_Exercise instructions_
Beginning with the first entry, print all the records exactly.

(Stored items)
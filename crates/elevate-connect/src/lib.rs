//! Elevate Connect: the client side of the privileged file bridge
//!
//! This crate talks to the capability broker on behalf of the host process. It
//! asks for permission, binds the privileged `FileService`, keeps exactly one
//! live handle to it and routes host method calls to it.
//!
//! # Modules
//!
//! - **broker**: the raw `BrokerApi`, its fail-closed `BrokerClient` wrapper
//!   and the listener/connection callback traits
//! - **controller**: `BridgeController`, the connection state machine and
//!   method dispatcher
//! - **descriptor**: `ServiceDescriptor`, the immutable bind arguments
//! - **ops**: method names and decoding of file operations
//! - **sim**: `InProcessBroker`, a broker living in the current process
//!
//! # Example
//!
//! ```no_run
//! use elevate_connect::{BridgeController, ComponentName, InProcessBroker, ServiceDescriptor};
//! use elevate_core_interface::MethodCall;
//!
//! # async fn demo() {
//! let broker = InProcessBroker::new();
//! broker.set_granted(true);
//! broker.start();
//!
//! let controller = BridgeController::new(
//!     broker.clone(),
//!     ServiceDescriptor::new(ComponentName::new("com.example", "com.example.Files")),
//! );
//! controller.register().unwrap();
//!
//! let listing = controller
//!     .dispatch(MethodCall::new("listFiles").arg("path", "/data"))
//!     .await;
//! # }
//! ```

pub mod broker;
pub mod controller;
pub mod descriptor;
pub mod error;
pub mod ops;
pub mod sim;

pub use broker::{
    BrokerApi, BrokerClient, BrokerListener, ListenerId, PermissionState, ServiceConnection,
    Subscription,
};
pub use controller::{BridgeController, BridgeState, DEFAULT_PERMISSION_REQUEST_CODE};
pub use descriptor::{ComponentName, ServiceDescriptor};
pub use error::ConnectError;
pub use ops::{BridgeMethod, FileMethod, FileOp};
pub use sim::{ConnectPolicy, InProcessBroker, PromptPolicy};
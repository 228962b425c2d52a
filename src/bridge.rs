/*!
 * Attaching a BridgeController to a method channel for one host session
 */

use elevate_connect::{BridgeController, BrokerApi};
use std::sync::Arc;
use tracing::info;

use crate::channel::MethodChannel;
use crate::config::BridgeConfig;
use crate::error::Result;

/// Live bridge on a channel; detaches when dropped
///
/// Detaching clears the channel handler, unsubscribes from the broker and
/// force-unbinds the remote service.
pub struct BridgeRegistration {
    channel: Arc<MethodChannel>,
    controller: BridgeController,
    detached: bool,
}

impl BridgeRegistration {
    /// Install a new controller as the channel's handler and subscribe it
    pub fn attach(
        channel: Arc<MethodChannel>,
        broker: Arc<dyn BrokerApi>,
        config: &BridgeConfig,
    ) -> Result<Self> {
        let controller = BridgeController::with_request_code(
            broker,
            config.service.descriptor(),
            config.permission_request_code,
        );

        channel.set_method_call_handler(Some(Arc::new(controller.clone())));
        if let Err(e) = controller.register() {
            channel.set_method_call_handler(None);
            controller.unregister();
            return Err(e.into());
        }

        info!(
            channel = channel.name(),
            process = %controller.descriptor().process_name(),
            "Bridge attached"
        );
        Ok(Self {
            channel,
            controller,
            detached: false,
        })
    }

    pub fn controller(&self) -> &BridgeController {
        &self.controller
    }

    pub fn channel(&self) -> &Arc<MethodChannel> {
        &self.channel
    }

    pub fn detach(mut self) {
        self.teardown();
    }

    fn teardown(&mut self) {
        if self.detached {
            return;
        }
        self.detached = true;
        self.channel.set_method_call_handler(None);
        self.controller.unregister();
        info!(channel = self.channel.name(), "Bridge detached");
    }
}

impl Drop for BridgeRegistration {
    fn drop(&mut self) {
        self.teardown();
    }
}

#[cfg(test)]
mod tests {
    use super::*;
    use elevate_connect::InProcessBroker;
    use elevate_core_interface::{MethodCall, MethodError, Value};

    #[tokio::test]
    async fn test_attach_then_drop() {
        let broker = InProcessBroker::new();
        broker.set_granted(true);
        broker.start();
        let channel = Arc::new(MethodChannel::default());

        {
            let registration =
                BridgeRegistration::attach(channel.clone(), broker.clone(), &BridgeConfig::default())
                    .unwrap();
            assert!(registration.controller().is_connected());
            assert_eq!(
                channel.invoke(MethodCall::new("getShizukuState")).await,
                Ok(Value::from("ready"))
            );
        }

        assert!(!channel.has_handler());
        assert_eq!(broker.listener_count(), 0);
        assert_eq!(broker.live_processes(), 0);
        assert_eq!(
            channel.invoke(MethodCall::new("getShizukuState")).await,
            Err(MethodError::NotImplemented("getShizukuState".into()))
        );
    }
}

_Solution to this task_
filename crates/elevate-connect/src/lib.rs
//! Elevate Connect: the client side of the privileged file bridge
//!
//! This crate talks to the capability broker on behalf of the host process. It
//! asks for permission, binds the privileged `FileService`, keeps exactly one
//! live handle to it and routes host method calls to it.
//!
//! # Modules
//!
//! - **broker**: the raw `BrokerApi`, its fail-closed `BrokerClient` wrapper
//!   and the listener/connection callback traits
//! - **controller**: `BridgeController`, the connection state machine and
//!   method dispatcher
//! - **descriptor**: `ServiceDescriptor`, the immutable bind arguments
//! - **ops**: method names and decoding of file operations
//! - **sim**: `InProcessBroker`, a broker living in the current process
//!
//! # Example
//!
//! ```no_run
//! use elevate_connect::{BridgeController, ComponentName, InProcessBroker, ServiceDescriptor};
//! use elevate_core_interface::MethodCall;
//!
//! # async fn demo() {
//! let broker = InProcessBroker::new();
//! broker.set_granted(true);
//! broker.start();
//!
//! let controller = BridgeController::new(
//!     broker.clone(),
//!     ServiceDescriptor::new(ComponentName::new("com.example", "com.example.Files")),
//! );
//! controller.register().unwrap();
//!
//! let listing = controller
//!     .dispatch(MethodCall::new("listFiles").arg("path", "/data"))
//!     .await;
//! # }
//! ```

pub mod broker;
pub mod controller;
pub mod descriptor;
pub mod error;
pub mod ops;
pub mod sim;

pub use broker::{
    BrokerApi, BrokerClient, BrokerListener, ListenerId, PermissionState, ServiceConnection,
    Subscription,
};
pub use controller::{BridgeController, BridgeState, DEFAULT_PERMISSION_REQUEST_CODE};
pub use descriptor::{ComponentName, ServiceDescriptor};
pub use error::ConnectError;
pub use ops::{BridgeMethod, FileMethod, FileOp};
pub use sim::{ConnectPolicy, InProcessBroker, PromptPolicy};
repository 228962b425c2d52a
filename src/bridge.rs
/*!
 * Attaching a BridgeController to a method channel for one host session
 */

use elevate_connect::{BridgeController, BrokerApi};
use std::sync::Arc;
use tracing::info;

use crate::channel::MethodChannel;
use crate::config::BridgeConfig;
use crate::error::Result;

/// Live bridge on a channel; detaches when dropped
///
/// Detaching clears the channel handler, unsubscribes from the broker and
/// force-unbinds the remote service.
pub struct BridgeRegistration {
    channel: Arc<MethodChannel>,
    controller: BridgeController,
    detached: bool,
}

impl BridgeRegistration {
    /// Install a new controller as the channel's handler and subscribe it
    pub fn attach(
        channel: Arc<MethodChannel>,
        broker: Arc<dyn BrokerApi>,
        config: &BridgeConfig,
    ) -> Result<Self> {
        let controller = BridgeController::with_request_code(
            broker,
            config.service.descriptor(),
            config.permission_request_code,
        );

        channel.set_method_call_handler(Some(Arc::new(controller.clone())));
        if let Err(e) = controller.register() {
            channel.set_method_call_handler(None);
            controller.unregister();
            return Err(e.into());
        }

        info!(
            channel = channel.name(),
            process = %controller.descriptor().process_name(),
            "Bridge attached"
        );
        Ok(Self {
            channel,
            controller,
            detached: false,
        })
    }

    pub fn controller(&self) -> &BridgeController {
        &self.controller
    }

    pub fn channel(&self) -> &Arc<MethodChannel> {
        &self.channel
    }

    pub fn detach(mut self) {
        self.teardown();
    }

    fn teardown(&mut self) {
        if self.detached {
            return;
        }
        self.detached = true;
        self.channel.set_method_call_handler(None);
        self.controller.unregister();
        info!(channel = self.channel.name(), "Bridge detached");
    }
}

impl Drop for BridgeRegistration {
    fn drop(&mut self) {
        self.teardown();
    }
}

#[cfg(test)]
mod tests {
    use super::*;
    use elevate_connect::InProcessBroker;
    use elevate_core_interface::{MethodCall, MethodError, Value};

    #[tokio::test]
    async fn test_attach_then_drop() {
        let broker = InProcessBroker::new();
        broker.set_granted(true);
        broker.start();
        let channel = Arc::new(MethodChannel::default());

        {
            let registration =
                BridgeRegistration::attach(channel.clone(), broker.clone(), &BridgeConfig::default())
                    .unwrap();
            assert!(registration.controller().is_connected());
            assert_eq!(
                channel.invoke(MethodCall::new("getShizukuState")).await,
                Ok(Value::from("ready"))
            );
        }

        assert!(!channel.has_handler());
        assert_eq!(broker.listener_count(), 0);
        assert_eq!(broker.live_processes(), 0);
        assert_eq!(
            channel.invoke(MethodCall::new("getShizukuState")).await,
            Err(MethodError::NotImplemented("getShizukuState".into()))
        );
    }
}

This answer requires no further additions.